Breast-Feeding For Preemies

Jameca Benjamin, right, a breastfeeding peer counselor, sits in the neonatal care unit with Jacqueline Scott and her 8-month-old, 2-pound daughter Miracle Scott, Friday, June 17, 2005, at Rush University Medical Center in Chicago. AP

Jameca Benjamin was scared to even hold her premature baby, who weighed just under 2 pounds. The nurses were urging the teen mother to breast-feed - yet Benjamin had never known a woman who'd breast-fed a healthy baby, much less one hooked to machines in intensive care.

Breast milk is babies' perfect food. It's even more important for the most vulnerable babies, those born smaller than three-and-a-half pounds. But they're the least likely to get it, especially if they're born to low-income or black mothers.
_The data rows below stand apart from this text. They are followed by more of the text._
// ---------------------------------------------------------------------------
// Tests
// ---------------------------------------------------------------------------

#[cfg(test)]
mod tests {
    use super::*;

    const VAULT: Address = Address::repeat_byte(0xAA);
    const BASE: Address = Address::repeat_byte(0xBA);
    const ALICE: Address = Address::repeat_byte(0xA1);
    const BOB: Address = Address::repeat_byte(0xB0);
    const D1: Address = Address::repeat_byte(0xD1);
    const D2: Address = Address::repeat_byte(0xD2);
    const D3: Address = Address::repeat_byte(0xD3);

    fn ledger() -> DebtLedger {
        DebtLedger::new(LedgerConfig {
            vault: VAULT,
            base_asset: BASE,
        })
        .unwrap()
    }

    /// Ledger with 1_000 deposited by ALICE, 600 deployed across D1 and D2
    /// at a 1:1 exchange rate, queue [D1, D2].
    fn funded() -> (DebtLedger, MemoryVenue) {
        let mut ledger = ledger();
        let mut venue = MemoryVenue::new();
        venue.fund_account(ALICE, 1_000).unwrap();
        ledger.deposit(&mut venue, ALICE, ALICE, 1_000).unwrap();
        ledger.add_destinations(&[D1, D2]).unwrap();

        for (dest, amount) in [(D1, 400u128), (D2, 200u128)] {
            venue.deploy(dest, amount, amount).unwrap();
            venue.set_exchange_rate(dest, WAD);
            ledger
                .apply_rebalance(
                    &RebalanceParams {
                        destination_in: dest,
                        token_in: dest,
                        amount_in: amount,
                        destination_out: VAULT,
                        token_out: BASE,
                        amount_out: amount,
                    },
                    amount,
                    amount,
                )
                .unwrap();
        }
        ledger.drain_events();
        (ledger, venue)
    }

    #[test]
    fn new_rejects_zero_addresses() {
        let err = DebtLedger::new(LedgerConfig {
            vault: Address::ZERO,
            base_asset: BASE,
        })
        .unwrap_err();
        assert_eq!(err, LedgerError::ZeroAddress);
    }

    #[test]
    fn first_deposit_mints_one_to_one() {
        let (ledger, venue) = funded();
        assert_eq!(ledger.total_supply(), 1_000);
        assert_eq!(ledger.share_balance(&ALICE), 1_000);
        assert_eq!(ledger.total_idle(), 400);
        assert_eq!(ledger.total_debt(), 600);
        assert_eq!(venue.base_asset_balance(), ledger.total_idle());
        assert_eq!(ledger.withdrawal_queue().as_slice(), &[D1, D2]);
    }

    #[test]
    fn head_insertion_relocates() {
        let mut ledger = ledger();
        ledger.add_destinations(&[D1, D2, D3]).unwrap();
        ledger.set_withdrawal_queue(vec![D1, D2, D3]).unwrap();
        ledger.add_to_withdrawal_queue_head(D2).unwrap();
        assert_eq!(ledger.withdrawal_queue().as_slice(), &[D2, D1, D3]);
    }

    #[test]
    fn queue_only_holds_registered_destinations() {
        let mut ledger = ledger();
        ledger.add_destinations(&[D1]).unwrap();
        assert_eq!(
            ledger.add_to_withdrawal_queue_tail(D2),
            Err(LedgerError::NotRegistered(D2))
        );
        assert_eq!(
            ledger.set_withdrawal_queue(vec![D1, D1]),
            Err(LedgerError::DuplicateQueueEntry(D1))
        );
        assert!(ledger.withdrawal_queue().is_empty());
    }

    #[test]
    fn over_withdrawal_changes_nothing() {
        let (mut ledger, mut venue) = funded();
        // Nobody else has shares; mint BOB a claim that exceeds liquidity
        // by dropping D2 from the queue.
        ledger.set_withdrawal_queue(vec![D1]).unwrap();
        let before = ledger.clone();
        let venue_before = venue.clone();

        let err = ledger.withdraw(&mut venue, 900, ALICE, BOB).unwrap_err();
        assert_eq!(
            err,
            LedgerError::InsufficientLiquidity {
                requested: 900,
                available: 800
            }
        );
        assert_eq!(err.kind(), ErrorKind::Liquidity);
        assert_eq!(ledger, before);
        assert_eq!(venue, venue_before);
    }

    #[test]
    fn withdraw_drains_idle_then_queue_in_order() {
        let (mut ledger, mut venue) = funded();
        let receipt = ledger.withdraw(&mut venue, 500, ALICE, BOB).unwrap();

        assert_eq!(receipt.assets, 500);
        assert_eq!(receipt.from_idle, 400);
        assert_eq!(receipt.pulls.len(), 1);
        assert_eq!(receipt.pulls[0].destination, D1);
        assert_eq!(receipt.pulls[0].received, 100);

        assert_eq!(ledger.destination_info(&D1).unwrap().last_reported_value, 300);
        assert_eq!(ledger.destination_info(&D2).unwrap().last_reported_value, 200);
        assert_eq!(ledger.total_idle(), 0);
        assert_eq!(ledger.total_debt(), 500);
        assert_eq!(ledger.total_supply(), 500);
        assert_eq!(venue.account_balance(&BOB), 500);
    }

    #[test]
    fn shortfall_after_walk_rolls_back_ledger() {
        let (mut ledger, mut venue) = funded();
        // Unwinds now return half of book value.
        venue.set_unwind_haircut_bps(5_000);
        let before = ledger.clone();
        let venue_before = venue.clone();
        let err = ledger.withdraw(&mut venue, 1_000, ALICE, BOB).unwrap_err();
        assert!(matches!(err, LedgerError::InsufficientLiquidity { .. }));
        assert_eq!(ledger, before);
        assert_eq!(venue, venue_before);

        // Books and positions still agree, so a clean retry drains everything.
        venue.set_unwind_haircut_bps(0);
        let receipt = ledger.withdraw(&mut venue, 1_000, ALICE, BOB).unwrap();
        assert_eq!(receipt.assets, 1_000);
        assert_eq!(receipt.pulls.len(), 2);
        assert_eq!(venue.account_balance(&BOB), 1_000);
        assert_eq!(ledger.total_debt(), 0);
        assert_eq!(venue.base_asset_balance(), ledger.total_idle());
    }

    #[test]
    fn transfer_skim_is_detected() {
        let (mut ledger, mut venue) = funded();
        venue.set_transfer_fee_bps(100);
        let before = ledger.clone();
        let venue_before = venue.clone();
        let err = ledger.withdraw(&mut venue, 100, ALICE, BOB).unwrap_err();
        assert!(matches!(err, LedgerError::UnexpectedBalanceChange { .. }));
        assert_eq!(err.kind(), ErrorKind::External);
        assert_eq!(ledger, before);
        assert_eq!(venue, venue_before);
        assert_eq!(venue.account_balance(&BOB), 0);
    }

    #[test]
    fn report_claims_rewards_from_observed_delta() {
        let (mut ledger, mut venue) = funded();
        venue.add_rewards(D1, 25).unwrap();
        let report = ledger
            .record_debt_report(&mut venue, D1, 400, 0, 420, 1_000)
            .unwrap();
        assert_eq!(report.amount_claimed, 25);
        assert_eq!(report.new_value, 420);
        assert_eq!(ledger.total_idle(), 425);
        assert_eq!(ledger.total_debt(), 620);
        let events = ledger.drain_events();
        assert!(matches!(events.as_slice(), [VaultEvent::DebtReported(r)] if r.destination == D1));
    }

    #[test]
    fn report_with_value_but_no_underlying_rejected() {
        let (mut ledger, mut venue) = funded();
        assert_eq!(
            ledger.record_debt_report(&mut venue, D1, 0, 0, 5, 1),
            Err(LedgerError::InconsistentReport(D1))
        );
    }

    #[test]
    fn pending_removal_retires_when_drained() {
        let (mut ledger, mut venue) = funded();
        ledger.remove_destinations(&[D2]).unwrap();
        assert!(ledger.removal_queue().contains(&D2));
        assert!(ledger.is_registered(&D2));

        ledger
            .record_debt_report(&mut venue, D2, 0, 0, 0, 10)
            .unwrap();
        assert!(!ledger.is_registered(&D2));
        assert!(!ledger.withdrawal_queue().contains(&D2));
        assert!(ledger.removal_queue().is_empty());
        // The record survives, zeroed.
        assert!(ledger.destination_info(&D2).unwrap().is_drained());
    }

    #[test]
    fn drained_destination_removed_immediately() {
        let mut ledger = ledger();
        ledger.add_destinations(&[D3]).unwrap();
        ledger.remove_destinations(&[D3]).unwrap();
        assert!(!ledger.is_registered(&D3));
        assert!(ledger.removal_queue().is_empty());
    }

    #[test]
    fn shutdown_recalls_and_is_one_way() {
        let (mut ledger, mut venue) = funded();
        ledger.remove_destinations(&[D1]).unwrap();
        let recovered = ledger.shutdown(&mut venue, ShutdownStatus::Exploit).unwrap();
        assert_eq!(recovered, 600);
        assert_eq!(ledger.total_idle(), 1_000);
        assert_eq!(ledger.total_debt(), 0);
        assert!(ledger.removal_queue().is_empty());
        assert!(!ledger.is_registered(&D1));
        assert_eq!(ledger.status(), ShutdownStatus::Exploit);

        assert_eq!(
            ledger.shutdown(&mut venue, ShutdownStatus::Deprecated),
            Err(LedgerError::InvalidShutdownTransition {
                from: ShutdownStatus::Exploit,
                to: ShutdownStatus::Deprecated
            })
        );
        venue.fund_account(BOB, 10).unwrap();
        assert_eq!(
            ledger.deposit(&mut venue, BOB, BOB, 10),
            Err(LedgerError::VaultShutdown(ShutdownStatus::Exploit))
        );
        // Withdrawals stay open.
        ledger.withdraw(&mut venue, 1_000, ALICE, BOB).unwrap();
    }

    #[test]
    fn shutdown_to_active_rejected() {
        let (mut ledger, mut venue) = funded();
        assert!(matches!(
            ledger.shutdown(&mut venue, ShutdownStatus::Active),
            Err(LedgerError::InvalidShutdownTransition { .. })
        ));
    }

    #[test]
    fn destination_status_is_one_way() {
        let (mut ledger, _) = funded();
        ledger
            .set_destination_status(D1, ShutdownStatus::Deprecated)
            .unwrap();
        assert!(matches!(
            ledger.set_destination_status(D1, ShutdownStatus::Active),
            Err(LedgerError::InvalidShutdownTransition { .. })
        ));

        let params = RebalanceParams {
            destination_in: D1,
            token_in: D1,
            amount_in: 10,
            destination_out: VAULT,
            token_out: BASE,
            amount_out: 10,
        };
        assert_eq!(
            ledger.apply_rebalance(&params, 10, 10),
            Err(LedgerError::DestinationShutdown {
                destination: D1,
                status: ShutdownStatus::Deprecated
            })
        );
    }

    #[test]
    fn rebalance_out_of_destination_requires_debt() {
        let (mut ledger, _) = funded();
        let params = RebalanceParams {
            destination_in: VAULT,
            token_in: BASE,
            amount_in: 500,
            destination_out: D2,
            token_out: D2,
            amount_out: 500,
        };
        assert_eq!(
            ledger.apply_rebalance(&params, 500, 500),
            Err(LedgerError::InsufficientDebt {
                destination: D2,
                requested: 500,
                available: 200
            })
        );
    }

    #[test]
    fn rebalance_to_idle_scales_book_value() {
        let (mut ledger, _) = funded();
        let params = RebalanceParams {
            destination_in: VAULT,
            token_in: BASE,
            amount_in: 100,
            destination_out: D1,
            token_out: D1,
            amount_out: 100,
        };
        ledger.apply_rebalance(&params, 100, 100).unwrap();
        assert_eq!(ledger.destination_info(&D1).unwrap().last_reported_value, 300);
        assert_eq!(ledger.total_idle(), 500);
        assert_eq!(ledger.total_debt(), 500);
    }

    #[test]
    fn second_depositor_priced_at_nav() {
        let (mut ledger, mut venue) = funded();
        // D1 doubles in value.
        ledger
            .record_debt_report(&mut venue, D1, 400, 0, 800, 5)
            .unwrap();
        assert_eq!(ledger.nav_per_share().unwrap(), 14 * WAD / 10);

        venue.fund_account(BOB, 1_400).unwrap();
        let shares = ledger.deposit(&mut venue, BOB, BOB, 1_400).unwrap();
        assert_eq!(shares, 1_000);
    }

    #[test]
    fn snapshot_roundtrip() {
        let (ledger, _) = funded();
        let json = serde_json::to_string(&ledger).unwrap();
        let back: DebtLedger = serde_json::from_str(&json).unwrap();
        assert_eq!(back, ledger);
    }
}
Now specialists are targeting frightened mothers of the smallest preemies to try to change that, with strategies that range from free breast pumps to bringing breast-feeding "peer counselors" into the intensive care unit to train moms to nurse.

"This baby has all these tubes, and they're so small. It's scary," says Benjamin, who now is the first salaried ICU peer counselor at Rush University Medical Center in Chicago, part of a study to see how well the training program works. "But when the baby does well and is sucking, they're surprised, and it's a good experience."

She remembers watching her own daughter, now 4, fatten up. "It's a good feeling to say, 'I made this baby grow."'

Such programs are a big change for neonatal intensive care, brought about because of research in just the last few years proving that breast milk markedly lowers the chances of infection and a life-threatening bowel inflammation in very low birthweight babies.

At Rush, 97 percent of the smallest preemies are breast-fed for at least a while - far better than the national average for healthy babies - and 64 percent still get some breast milk once they go home.

"We emphasize to the mothers how the milk is really a medication for their babies," says Paula Meier, a Rush nursing professor who heads the hospital's lactation program and recently published its techniques in a medical journal.